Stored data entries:
════

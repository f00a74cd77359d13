//! Read-side statistics over the exercise store

use crate::store::{Day, ExerciseRecord, WeekPlan};
use std::collections::BTreeMap;
use std::fmt::Write as _;

/// Plain-text listing of every day and its exercises
pub fn simple_report(week: &WeekPlan) -> String {
    let mut out = String::from("📊 Your statistics:");
    for (day, records) in week.iter() {
        let _ = write!(out, "\n\n📅 {day}:");
        if records.is_empty() {
            out.push_str("\n  — No exercises");
            continue;
        }
        for record in records {
            out.push('\n');
            out.push_str(&record_line(record));
        }
    }
    out
}

fn record_line(record: &ExerciseRecord) -> String {
    let mut line = format!("  🔸 {} ({})", record.name, record.kind);
    if record.set_count() > 0 {
        let weights: Vec<String> = record.weight_history.iter().map(|w| format_weight(*w)).collect();
        let _ = write!(
            line,
            "  Sets: {:?}  Weight: [{}]",
            record.sets_history,
            weights.join(", ")
        );
    }
    line
}

/// Weight without a trailing `.0`
pub fn format_weight(weight: f64) -> String {
    if weight.fract() == 0.0 {
        format!("{weight:.0}")
    } else {
        format!("{weight}")
    }
}

pub fn logged_set_message(set: usize, reps: u32, weight: f64) -> String {
    format!("✍️ Logged set {set}: {reps} x {} kg", format_weight(weight))
}

/// Per-day progress series for the chart: the last logged weight of each
/// exercise that has one, in plan order
pub fn weight_series(week: &WeekPlan) -> BTreeMap<Day, Vec<f64>> {
    week.iter()
        .map(|(day, records)| {
            let series = records.iter().filter_map(ExerciseRecord::last_weight).collect();
            (day, series)
        })
        .collect()
}
//! gymbot - conversational fitness tracker
//!
//! A Telegram bot that keeps a weekly exercise plan, walks users through
//! training days with rest timers, and reports progress.

mod api;
mod chart;
mod config;
mod motivation;
mod runtime;
mod state_machine;
mod stats;
mod store;
mod telegram;

use api::{create_router, AppState};
use chart::PngChartRenderer;
use config::BotConfig;
use runtime::{ProductionRegistry, SessionRegistry};
use std::net::SocketAddr;
use std::sync::Arc;
use store::ExerciseStore;
use telegram::TelegramTransport;
use tower_http::trace::TraceLayer;
use tracing_subscriber::{layer::SubscriberExt, util::SubscriberInitExt};

#[tokio::main]
async fn main() -> Result<(), Box<dyn std::error::Error>> {
    // Initialize logging
    tracing_subscriber::registry()
        .with(
            tracing_subscriber::EnvFilter::try_from_default_env()
                .unwrap_or_else(|_| "gymbot=info,tower_http=info".into()),
        )
        .with(
            tracing_subscriber::fmt::layer()
                .json()
                .with_current_span(false)
                .with_span_list(false),
        )
        .init();

    let config = BotConfig::from_env()?;

    let store = ExerciseStore::load(&config.data_file);
    tracing::info!(
        path = %store.path().display(),
        exercises = store.read(|week| week.iter().map(|(_, records)| records.len()).sum::<usize>()),
        "Exercise store loaded"
    );

    let transport = TelegramTransport::new(&config.telegram_api_url, config.token.clone())?;
    if let Some(url) = config.webhook_url() {
        match transport.set_webhook(&url).await {
            Ok(()) => tracing::info!(base = ?config.app_url, "Webhook registered"),
            Err(e) => tracing::error!(error = %e, "Failed to register webhook"),
        }
    } else {
        tracing::warn!("APP_URL not set, skipping webhook registration");
    }

    tracing::info!(
        rest_min = ?config.rest.min,
        rest_max = ?config.rest.max,
        "Session registry initialized"
    );
    let registry: Arc<ProductionRegistry> = Arc::new(SessionRegistry::new(
        store,
        transport,
        PngChartRenderer,
        config.rest,
    ));

    let state = AppState::new(registry, &config.token);
    let app = create_router(state).layer(TraceLayer::new_for_http());

    // Start server
    let addr = SocketAddr::from(([0, 0, 0, 0], config.port));
    tracing::info!("gymbot listening on {}", addr);

    let listener = tokio::net::TcpListener::bind(addr).await?;
    axum::serve(listener, app).await?;

    Ok(())
}
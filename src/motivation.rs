//! Motivational quotes and stickers

use rand::seq::SliceRandom;
use rand::Rng;

pub const QUOTES: &[&str] = &[
    "🔥 Don't wait for the perfect moment — start now!",
    "💪 Every day you get stronger!",
    "🏋️ Your body reflects your spirit.",
    "⚡ Pain is weakness leaving the body.",
    "🥇 Success is the sum of small efforts repeated every day.",
    "🚀 Stop dreaming, start doing!",
    "💥 Never give up. Hard today, easier tomorrow.",
    "🌟 Do what others won't, and you'll live how others can't.",
    "🔥 Even if you fall — get up and do one more set!",
    "🏃 Don't compare yourself to others — compare yourself to who you were yesterday.",
    "⚡ Consistency beats intensity — train regularly.",
    "🎯 Set small goals and raise the bar gradually.",
];

pub const STICKERS: &[&str] = &[
    "CAACAgIAAxkBAAEIYQtlc8rC5H3kPCE6Mx9R4B0Uo8LskAACFgEAAladvQq5y8D_eMXh2zQE",
    "CAACAgIAAxkBAAEIYQ1lc8rZbWn3IVBymJHxLHzOcvGgCAACIAADrWW8FKkKJj9v1aRgNAQ",
    "CAACAgIAAxkBAAEIYQ9lc8riHHX7xdP8wojWx9DbMSuOIQACSwADrWW8FBv2u6tLV1IZNAQ",
];

pub fn random_quote<R: Rng + ?Sized>(rng: &mut R) -> &'static str {
    QUOTES.choose(rng).copied().unwrap_or("💪")
}

pub fn random_sticker<R: Rng + ?Sized>(rng: &mut R) -> Option<&'static str> {
    STICKERS.choose(rng).copied()
}
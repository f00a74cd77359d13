//! Normalization of free-text user input into labels

use super::keyboard::{
    BTN_ADD, BTN_ADVANCE, BTN_BACK, BTN_CANCEL, BTN_CHART_STATS, BTN_MORE_TIP, BTN_MOTIVATION,
    BTN_NEXT_TIP, BTN_SIMPLE_STATS, BTN_STATS, BTN_TEST_MODE, BTN_TRAINING, DAY_PREFIX,
};
use crate::store::Day;
use regex::Regex;
use std::sync::OnceLock;

/// A recognized button press or command
#[derive(Debug, Clone, Copy, PartialEq, Eq)]
pub enum Label {
    Start,
    ExitTest,
    StartTraining,
    AddExercise,
    Stats,
    Motivation,
    ToggleTestMode,
    Advance,
    Back,
    Cancel,
    SimpleStats,
    ChartStats,
    NextTip,
    Day(Day),
}

impl Label {
    /// Match a button label, a command, or a typed synonym
    pub fn parse(text: &str) -> Option<Label> {
        let text = text.trim();
        let label = match text {
            BTN_TRAINING => Label::StartTraining,
            BTN_ADD => Label::AddExercise,
            BTN_STATS => Label::Stats,
            BTN_MOTIVATION => Label::Motivation,
            BTN_TEST_MODE => Label::ToggleTestMode,
            BTN_ADVANCE => Label::Advance,
            BTN_BACK => Label::Back,
            BTN_CANCEL => Label::Cancel,
            BTN_SIMPLE_STATS => Label::SimpleStats,
            BTN_CHART_STATS => Label::ChartStats,
            BTN_NEXT_TIP | BTN_MORE_TIP => Label::NextTip,
            _ => return Self::parse_typed(text),
        };
        Some(label)
    }

    fn parse_typed(text: &str) -> Option<Label> {
        let lower = text.to_lowercase();
        let label = match lower.as_str() {
            "/start" => Label::Start,
            "/exit_test" | "/exit test" | "/exittest" => Label::ExitTest,
            "start training" | "training" => Label::StartTraining,
            "add exercise" | "add" => Label::AddExercise,
            "stats" | "statistics" => Label::Stats,
            "motivation" | "tips" => Label::Motivation,
            "test mode" => Label::ToggleTestMode,
            "next" | "advance" | "done" => Label::Advance,
            "back" => Label::Back,
            "cancel" => Label::Cancel,
            "simple" => Label::SimpleStats,
            "chart" | "charts" => Label::ChartStats,
            "next tip" | "more" => Label::NextTip,
            _ => {
                let bare = lower.trim_start_matches(DAY_PREFIX).trim();
                return bare.parse::<Day>().ok().map(Label::Day);
            }
        };
        Some(label)
    }

    pub fn is_exit(self) -> bool {
        matches!(self, Label::Back | Label::Cancel)
    }
}

/// "yes"-like answer to the strength question
pub fn is_affirmative(text: &str) -> bool {
    matches!(
        text.trim().to_lowercase().as_str(),
        "yes" | "y" | "да" | "д" | "+"
    )
}

/// Answer that skips the media step
pub fn is_skip_media(text: &str) -> bool {
    matches!(
        text.trim().to_lowercase().as_str(),
        "none" | "no" | "skip" | "нет" | "-"
    )
}

fn logged_set_regex() -> &'static Regex {
    static RE: OnceLock<Regex> = OnceLock::new();
    RE.get_or_init(|| {
        Regex::new(r"^\s*(\d{1,4})\s*[xX×*хХ]\s*(\d{1,4}(?:[.,]\d{1,2})?)\s*(?:kg)?\s*$")
            .expect("logged set regex is valid")
    })
}

/// Parse a logged set written as `<reps> x <weight>`, e.g. `8 x 62.5`
pub fn parse_logged_set(text: &str) -> Option<(u32, f64)> {
    let caps = logged_set_regex().captures(text)?;
    let reps: u32 = caps[1].parse().ok()?;
    let weight: f64 = caps[2].replace(',', ".").parse().ok()?;
    (reps > 0).then_some((reps, weight))
}
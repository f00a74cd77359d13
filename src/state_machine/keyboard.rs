//! Reply keyboards and the button labels they carry

use crate::store::Day;

pub const BTN_TRAINING: &str = "🏋️ Training mode";
pub const BTN_ADD: &str = "➕ Add exercise";
pub const BTN_STATS: &str = "📊 Statistics";
pub const BTN_TEST_MODE: &str = "🧪 Test mode";
pub const BTN_MOTIVATION: &str = "💡 Tips / Motivation";
pub const BTN_BACK: &str = "↩️ Back";
pub const BTN_CANCEL: &str = "❌ Cancel";
pub const BTN_NEXT_TIP: &str = "💬 Next tip";
pub const BTN_MORE_TIP: &str = "🎁 Another tip";
pub const BTN_SIMPLE_STATS: &str = "📊 Simple stats";
pub const BTN_CHART_STATS: &str = "📈 With charts";
pub const BTN_ADVANCE: &str = "⏭ Next";

/// Prefix on day buttons
pub const DAY_PREFIX: &str = "📅";

/// Rows of button labels, rendered by the transport as a reply keyboard
#[derive(Debug, Clone, PartialEq, Eq)]
pub struct Keyboard {
    pub rows: Vec<Vec<String>>,
}

impl Keyboard {
    fn from_rows(rows: &[&[&str]]) -> Self {
        Self {
            rows: rows
                .iter()
                .map(|row| row.iter().map(ToString::to_string).collect())
                .collect(),
        }
    }

    pub fn main_menu() -> Self {
        Self::from_rows(&[
            &[BTN_TRAINING, BTN_ADD],
            &[BTN_STATS, BTN_TEST_MODE],
            &[BTN_MOTIVATION],
        ])
    }

    /// Day picker, optionally with a back/cancel row
    pub fn days(with_cancel: bool) -> Self {
        let label = |day: Day| format!("{DAY_PREFIX} {}", day.label());
        let mut rows = vec![
            Day::ALL[..3].iter().map(|d| label(*d)).collect::<Vec<_>>(),
            Day::ALL[3..].iter().map(|d| label(*d)).collect::<Vec<_>>(),
        ];
        if with_cancel {
            rows.push(vec![BTN_BACK.to_string(), BTN_CANCEL.to_string()]);
        }
        Self { rows }
    }

    pub fn cancel() -> Self {
        Self::from_rows(&[&[BTN_BACK, BTN_CANCEL]])
    }

    pub fn motivation() -> Self {
        Self::from_rows(&[&[BTN_NEXT_TIP, BTN_MORE_TIP], &[BTN_BACK]])
    }

    pub fn stats() -> Self {
        Self::from_rows(&[&[BTN_SIMPLE_STATS, BTN_CHART_STATS], &[BTN_BACK]])
    }

    pub fn training() -> Self {
        Self::from_rows(&[&[BTN_ADVANCE]])
    }

    /// Whether any button carries `label`
    #[allow(dead_code)] // Used by tests
    pub fn contains(&self, label: &str) -> bool {
        self.rows.iter().flatten().any(|b| b == label)
    }
}
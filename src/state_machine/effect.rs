//! Effects produced by state transitions

use super::keyboard::Keyboard;
use crate::store::{Day, ExerciseRecord, MediaRef};
use std::collections::BTreeMap;

/// Effects to be executed by the chat runtime after a transition
#[derive(Debug, Clone, PartialEq)]
pub enum Effect {
    /// Send a text message, optionally replacing the reply keyboard
    SendText {
        text: String,
        keyboard: Option<Keyboard>,
    },

    /// Show a stored photo or video
    SendMedia { media: MediaRef },

    /// Send a random quote plus a best-effort sticker
    SendMotivation,

    /// Render and send the weight progress chart
    SendChart { series: BTreeMap<Day, Vec<f64>> },

    /// Append an exercise to the store and confirm (or report the failure)
    AppendExercise { day: Day, record: ExerciseRecord },

    /// Log a set against a stored exercise
    RecordSet {
        day: Day,
        index: usize,
        reps: u32,
        weight: f64,
    },

    /// Rewrite the store document
    PersistStore,

    /// Start a rest timer that fires `Event::RestElapsed { run, cursor }`
    ScheduleRest { run: u64, cursor: usize },
}

impl Effect {
    pub fn text(text: impl Into<String>) -> Self {
        Effect::SendText {
            text: text.into(),
            keyboard: None,
        }
    }

    pub fn text_with(text: impl Into<String>, keyboard: Keyboard) -> Self {
        Effect::SendText {
            text: text.into(),
            keyboard: Some(keyboard),
        }
    }

    /// Whether this effect writes to the durable store
    pub fn touches_store(&self) -> bool {
        matches!(
            self,
            Effect::AppendExercise { .. } | Effect::RecordSet { .. } | Effect::PersistStore
        )
    }
}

════

For this exercise, gather every line of the data that contains the word "token".

* [SOLUTION TO THIS PROBLEM]
    let transport = TelegramTransport::new(&config.telegram_api_url, config.token.clone())?;
    let state = AppState::new(registry, &config.token);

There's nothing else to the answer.